In Dardesheim ist ein kleines Museum entstanden. Im Gartenhaus von Andreas und Christiane Sigulla wird der Besucher in die Landschaft und Szenen der Film-Trilogie " Der Herr der Ringe " geführt.

Dardesheim. Alles begann 2001 mit einem Kinobesuch. Schon der erste Teil von " Der Herr der Ringe " hatte Andreas Sigulla als Fan von Historienfilmen begeistert. " Bei vielen Filmen sind die späteren Teile schlechter, aber dieser Film wurde von Folge zu Folge immer besser. Der dritte Teil war die Krönung. "

Andreas Sigulla wurde zum Fan, kaufte sich die DVD und hat sie seitdem so oft gesehen, dass er Dialoge und Handlung längst verinnerlicht hat. Irgendwann erfuhr er in einer Fernsehwerbung von Zinnfiguren, die als Serie zur Trilogie aufgelegt wurden. Andreas Sigulla packte die Sammelleidenschaft.
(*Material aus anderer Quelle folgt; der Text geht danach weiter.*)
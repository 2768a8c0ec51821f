//! File operation commands: exists, cp, mkdir, rm
//!
//! Relative paths are taken from the work directory, not the current one.

use std::path::Path;
use crate::engine::{Cmd, CmdResult, CmdUsage};
use crate::error::{ErrorKind, ScriptError};
use crate::state::State;

// ──────────────────────────────────────────────────────────
// exists: check if files exist
// ──────────────────────────────────────────────────────────

pub(super) struct ExistsCmd;

impl Cmd for ExistsCmd {
    fn run(&self, state: &mut State, neg: bool, args: &[String]) -> Result<CmdResult, ScriptError> {
        if args.is_empty() {
            return Err(ScriptError::usage("exists", "file..."));
        }

        for file in args {
            let path = state.mkabs(file);
            let exists = std::fs::metadata(&path).is_ok();
            match (exists, neg) {
                (false, false) => {
                    return Err(ScriptError::assertion(format!(
                        "file {} does not exist",
                        path.display()
                    )));
                }
                (true, true) => {
                    return Err(ScriptError::assertion(format!(
                        "file {} exists unexpectedly",
                        path.display()
                    )));
                }
                _ => {}
            }
        }

        Ok(CmdResult::Ok)
    }

    fn usage(&self) -> CmdUsage {
        CmdUsage {
            summary: "Check that files exist".into(),
            args: "file...".into(),
        }
    }
}

// ──────────────────────────────────────────────────────────
// cp: copy files
// ──────────────────────────────────────────────────────────

pub(super) struct CpCmd;

impl Cmd for CpCmd {
    fn run(&self, state: &mut State, neg: bool, args: &[String]) -> Result<CmdResult, ScriptError> {
        if neg {
            return Err(ScriptError::unsupported_negation("cp"));
        }
        let Some((dst, srcs)) = args.split_last().filter(|(_, srcs)| !srcs.is_empty()) else {
            return Err(ScriptError::usage("cp", "src... dst"));
        };

        let dst_path = state.mkabs(dst);
        let dst_is_dir = dst_path.is_dir();
        if srcs.len() > 1 && !dst_is_dir {
            return Err(ScriptError::new(
                ErrorKind::Io,
                format!("cp: destination {} is not a directory", dst_path.display()),
            ));
        }

        for src in srcs {
            // "stdout" and "stderr" name the last captured output
            let (data, mode) = match src.as_str() {
                "stdout" => (state.stdout.as_bytes().to_vec(), 0o666),
                "stderr" => (state.stderr.as_bytes().to_vec(), 0o666),
                _ => {
                    let src_path = state.mkabs(src);
                    let data = std::fs::read(&src_path).map_err(|e| {
                        ScriptError::new(ErrorKind::Io, format!("cp: {}: {}", src, e))
                    })?;
                    (data, file_mode(&src_path))
                }
            };

            let target = if dst_is_dir {
                let name = Path::new(src.as_str())
                    .file_name()
                    .unwrap_or_else(|| std::ffi::OsStr::new(src.as_str()));
                dst_path.join(name)
            } else {
                dst_path.clone()
            };

            std::fs::write(&target, &data).map_err(|e| {
                ScriptError::new(ErrorKind::Io, format!("cp: write {}: {}", target.display(), e))
            })?;
            set_file_mode(&target, mode)?;
        }

        Ok(CmdResult::Ok)
    }

    fn usage(&self) -> CmdUsage {
        CmdUsage {
            summary: "Copy files; stdout and stderr name the last captured output".into(),
            args: "src... dst".into(),
        }
    }
}

#[cfg(unix)]
fn file_mode(path: &Path) -> u32 {
    use std::os::unix::fs::PermissionsExt;
    std::fs::metadata(path)
        .map(|m| m.permissions().mode() & 0o777)
        .unwrap_or(0o666)
}

#[cfg(not(unix))]
fn file_mode(_path: &Path) -> u32 {
    0o666
}

#[cfg(unix)]
fn set_file_mode(path: &Path, mode: u32) -> Result<(), ScriptError> {
    use std::os::unix::fs::PermissionsExt;
    std::fs::set_permissions(path, std::fs::Permissions::from_mode(mode)).map_err(|e| {
        ScriptError::new(ErrorKind::Io, format!("cp: chmod {}: {}", path.display(), e))
    })
}

#[cfg(not(unix))]
fn set_file_mode(_path: &Path, _mode: u32) -> Result<(), ScriptError> {
    Ok(())
}

// ──────────────────────────────────────────────────────────
// mkdir: create directories
// ──────────────────────────────────────────────────────────

pub(super) struct MkdirCmd;

impl Cmd for MkdirCmd {
    fn run(&self, state: &mut State, neg: bool, args: &[String]) -> Result<CmdResult, ScriptError> {
        if neg {
            return Err(ScriptError::unsupported_negation("mkdir"));
        }
        if args.is_empty() {
            return Err(ScriptError::usage("mkdir", "dir..."));
        }

        for dir in args {
            let path = state.mkabs(dir);
            std::fs::create_dir_all(&path).map_err(|e| {
                ScriptError::new(ErrorKind::Io, format!("mkdir {}: {}", path.display(), e))
            })?;
        }

        Ok(CmdResult::Ok)
    }

    fn usage(&self) -> CmdUsage {
        CmdUsage {
            summary: "Create directories and missing parents".into(),
            args: "dir...".into(),
        }
    }
}

// ──────────────────────────────────────────────────────────
// rm: remove files/directories
// ──────────────────────────────────────────────────────────

pub(super) struct RmCmd;

impl Cmd for RmCmd {
    fn run(&self, state: &mut State, neg: bool, args: &[String]) -> Result<CmdResult, ScriptError> {
        if neg {
            return Err(ScriptError::unsupported_negation("rm"));
        }
        if args.is_empty() {
            return Err(ScriptError::usage("rm", "file..."));
        }

        for file in args {
            let path = state.mkabs(file);
            let result = match std::fs::symlink_metadata(&path) {
                Ok(meta) if meta.is_dir() => std::fs::remove_dir_all(&path),
                Ok(_) => std::fs::remove_file(&path),
                Err(e) => Err(e),
            };
            match result {
                Ok(()) => {}
                Err(e) if e.kind() == std::io::ErrorKind::NotFound => {}
                Err(e) => {
                    return Err(ScriptError::new(
                        ErrorKind::Io,
                        format!("rm {}: {}", path.display(), e),
                    ));
                }
            }
        }

        Ok(CmdResult::Ok)
    }

    fn usage(&self) -> CmdUsage {
        CmdUsage {
            summary: "Remove files or directories recursively".into(),
            args: "file...".into(),
        }
    }
}

#[cfg(test)]
mod tests {
    use crate::commands::testutil::{run, state};
    use crate::error::ErrorKind;

    #[test]
    fn test_exists_and_negation() {
        let (tmp, mut state) = state();
        std::fs::write(tmp.path().join("a.txt"), "x").unwrap();
        run(&mut state, false, "exists a.txt").unwrap();
        run(&mut state, true, "exists b.txt").unwrap();

        let err = run(&mut state, false, "exists b.txt").unwrap_err();
        assert_eq!(err.kind, ErrorKind::AssertionFailure);
        assert!(err.message.contains("does not exist"));
        let err = run(&mut state, true, "exists a.txt").unwrap_err();
        assert!(err.message.contains("exists unexpectedly"));
    }

    #[test]
    fn test_paths_are_relative_to_workdir() {
        let (tmp, mut state) = state();
        std::fs::create_dir(tmp.path().join("sub")).unwrap();
        state.chdir("sub").unwrap();
        run(&mut state, false, "mkdir made").unwrap();
        assert!(tmp.path().join("made").is_dir());
        assert!(!tmp.path().join("sub/made").exists());
    }

    #[test]
    fn test_rm_removes_trees_and_ignores_missing() {
        let (tmp, mut state) = state();
        run(&mut state, false, "mkdir d/e/f").unwrap();
        std::fs::write(tmp.path().join("d/e/f/x"), "x").unwrap();
        std::fs::write(tmp.path().join("file"), "x").unwrap();
        run(&mut state, false, "rm d file never-existed").unwrap();
        assert!(!tmp.path().join("d").exists());
        assert!(!tmp.path().join("file").exists());
    }

    #[test]
    fn test_rm_then_exists() {
        let (tmp, mut state) = state();
        std::fs::write(tmp.path().join("f"), "x").unwrap();
        run(&mut state, false, "exists f").unwrap();
        run(&mut state, false, "rm f").unwrap();
        run(&mut state, true, "exists f").unwrap();
    }

    #[test]
    fn test_cp_single_and_into_dir() {
        let (tmp, mut state) = state();
        std::fs::write(tmp.path().join("a"), "aaa").unwrap();
        std::fs::write(tmp.path().join("b"), "bbb").unwrap();
        run(&mut state, false, "cp a c").unwrap();
        assert_eq!(std::fs::read_to_string(tmp.path().join("c")).unwrap(), "aaa");

        run(&mut state, false, "mkdir out").unwrap();
        run(&mut state, false, "cp a b out").unwrap();
        assert_eq!(std::fs::read_to_string(tmp.path().join("out/b")).unwrap(), "bbb");
    }

    #[test]
    fn test_cp_stdout_source() {
        let (tmp, mut state) = state();
        state.stdout = "captured\n".into();
        run(&mut state, false, "cp stdout got.txt").unwrap();
        assert_eq!(std::fs::read_to_string(tmp.path().join("got.txt")).unwrap(), "captured\n");
    }

    #[test]
    fn test_cp_errors() {
        let (tmp, mut state) = state();
        std::fs::write(tmp.path().join("a"), "a").unwrap();
        assert_eq!(run(&mut state, false, "cp a").unwrap_err().kind, ErrorKind::UsageError);
        assert!(run(&mut state, false, "cp a a notadir").is_err());
        assert!(run(&mut state, false, "cp missing x").is_err());
        assert!(run(&mut state, true, "cp a x").is_err());
    }

    #[test]
    fn test_negation_rejected() {
        let (_tmp, mut state) = state();
        assert_eq!(run(&mut state, true, "mkdir x").unwrap_err().message, "unsupported: ! mkdir");
        assert_eq!(run(&mut state, true, "rm x").unwrap_err().message, "unsupported: ! rm");
    }
}
use serde::{Deserialize, Serialize};
use serde_json::{Map, Value};

/// Keys Home Assistant accepts for the value template of an entity.
const VALUE_TEMPLATE_KEYS: [&str; 2] = ["value_template", "val_tpl"];

/// Hub-defined entity category, decides the payload schema and topic segment.
#[derive(Debug, Clone, Copy, PartialEq, Eq, Hash)]
pub enum Component {
    Sensor,
    BinarySensor,
}

impl Component {
    pub const fn as_str(&self) -> &'static str {
        match self {
            Component::Sensor => "sensor",
            Component::BinarySensor => "binary_sensor",
        }
    }
}

#[derive(Debug, Clone, Copy, PartialEq, Eq, Serialize, Deserialize)]
#[serde(rename_all = "snake_case")]
pub enum StateClass {
    Measurement,
    Total,
    TotalIncreasing,
}

impl StateClass {
    pub const fn as_str(&self) -> &'static str {
        match self {
            StateClass::Measurement => "measurement",
            StateClass::Total => "total",
            StateClass::TotalIncreasing => "total_increasing",
        }
    }
}

/// Classification of a non-primary entity.
#[derive(Debug, Clone, Copy, PartialEq, Eq, Serialize, Deserialize)]
#[serde(rename_all = "snake_case")]
pub enum EntityCategory {
    /// Exposes a configuration parameter of the device.
    Config,
    /// Exposes diagnostics such as RSSI or the MAC address.
    Diagnostic,
}

impl EntityCategory {
    pub const fn as_str(&self) -> &'static str {
        match self {
            EntityCategory::Config => "config",
            EntityCategory::Diagnostic => "diagnostic",
        }
    }
}

/// The `device` block embedded into every entity config.
#[derive(Debug, Clone, PartialEq, Eq, Serialize)]
pub struct DeviceConfig {
    /// Name of the device.
    pub name: String,

    /// Model of the device.
    pub model: String,

    /// Manufacturer of the device.
    pub manufacturer: String,

    /// List of IDs that uniquely identify the device.
    pub identifiers: Vec<String>,

    /// List of connections of the device, e.g. `["mac", "02:5b:26:a8:dc:12"]`.
    pub connections: Vec<(String, String)>,
}

/// One entry of the `availability` list.
#[derive(Debug, Clone, PartialEq, Eq, Serialize)]
pub struct AvailabilityConfig {
    /// Represents the available state.
    pub payload_available: String,

    /// Represents the unavailable state.
    pub payload_not_available: String,

    /// The MQTT topic subscribed to receive availability updates.
    pub topic: String,
}

/// Free-form discovery keys supplied by the caller, merged into an entity config.
#[derive(Debug, Clone, Default, PartialEq, Serialize, Deserialize)]
#[serde(transparent)]
pub struct ExtraConfig(Map<String, Value>);

impl ExtraConfig {
    pub fn new() -> Self {
        Self::default()
    }

    pub fn with(mut self, key: impl Into<String>, value: impl Into<Value>) -> Self {
        self.0.insert(key.into(), value.into());
        self
    }

    pub fn get(&self, key: &str) -> Option<&Value> {
        self.0.get(key)
    }

    pub fn contains_key(&self, key: &str) -> bool {
        self.0.contains_key(key)
    }

    pub fn remove(&mut self, key: &str) -> Option<Value> {
        self.0.remove(key)
    }

    pub fn is_empty(&self) -> bool {
        self.0.is_empty()
    }

    pub fn iter(&self) -> impl Iterator<Item = (&String, &Value)> {
        self.0.iter()
    }

    pub fn has_value_template(&self) -> bool {
        VALUE_TEMPLATE_KEYS.iter().any(|key| self.contains_key(key))
    }

    /// Removes and returns every value template entry.
    pub fn take_value_template(&mut self) -> Vec<(String, Value)> {
        VALUE_TEMPLATE_KEYS
            .iter()
            .filter_map(|key| self.0.remove(*key).map(|value| ((*key).to_owned(), value)))
            .collect()
    }

    /// Returns `self` with every entry of `overrides` written on top.
    pub fn merge(mut self, overrides: &ExtraConfig) -> Self {
        for (key, value) in overrides.iter() {
            self.0.insert(key.clone(), value.clone());
        }

        self
    }
}

impl From<Map<String, Value>> for ExtraConfig {
    fn from(map: Map<String, Value>) -> Self {
        Self(map)
    }
}

impl<K: Into<String>, V: Into<Value>> FromIterator<(K, V)> for ExtraConfig {
    fn from_iter<I: IntoIterator<Item = (K, V)>>(iter: I) -> Self {
        Self(
            iter.into_iter()
                .map(|(key, value)| (key.into(), value.into()))
                .collect(),
        )
    }
}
Zuerst standen die Figuren in seinem Arbeitszimmer. Doch als das Regal unter dem Gewicht zusammenzubrechen drohte, begann der begnadete Hobbyhandwerker, die Gartenlaube zum Filmmuseum umzubauen. Für die Figuren wurden in fligraner Arbeit Kulissen von Schlüsselszenen gebaut und zunächst vor einem Fenster platziert.

Nach und nach wurde das Mobiliar aus der Laube geräumt. Platz war nötig für eine große Schlacht, die ebenso nachgebildet wurde wie der Königssitz in Edoras und die Stadt Minas Tirith. Streichhölzer und hölzerne Wurstspieße bildeten dabei das Baumaterial. Zwar hat die Laube nur geschätzte 16 Quadratmeter Fläche, aber ein Herr-der-Ringe-Fan kann sich hier lange aufhalten und wird auch neben den Szenenausschnitten viel entdecken : Kinoplakate, Figuren aus Überraschungseiern, ein Schachspiel, natürlich die Bücher und die Filme. Vor allem aber Filmgegenstände, alle von Andreas Sigulla selbst gebaut. " Wenn andere abends Fernsehen schauen, bin ich in meiner Werkstatt ", erklärte er.

Kaum zu glauben, dass der Dardesheimer keinen handwerklichen Beruf ausübt. Einst Gleisbauer bei der Bahn gelernt, arbeitet er schon seit vielen Jahren in der Logistik einer Supermarktkette.

Von dem Ergebnis in der Laube ist auch Ehefrau Christiane begeistert. " Ich bin fasziniert, was er macht. " Eigentlich als ganz persönlicher Fan-Raum gedacht, haben Sigullas nun draußen am Haus in der Burgstraße ein Schild aufgehängt, auf dem Interessenten zum Besuch des kleinen Museums eingeladen werden. " Wir wollen kein Geld dafür – einfach mal anschauen. " Bekannte und Freunde, einer sogar aus Florida, zeigten sich auch begeistert.

Schon auf dem Weg zur Laube fallen noch viele andere kleine Kunstwerke aus den Händen von Andreas Sigulla ins Auge. Etwa die Reliefs von Dardesheimer Gebäuden am Hausgiebel und die hölzernen Motorrad-Modelle, die den Hausherrn als Motorradfan kennzeichnen.

Alle 134 Zinnfiguren, die bisher in der Serie erschienen sind, hat Andreas Sigulla geordert und einer Kulisse zugewiesen. Der Platz in der Laube scheint ausgereizt. Doch hat der Bastler längst Ideen, wie er weitere Szenen an den Wänden unterbringen könnte, wenn neue Figuren auf den Markt kommen.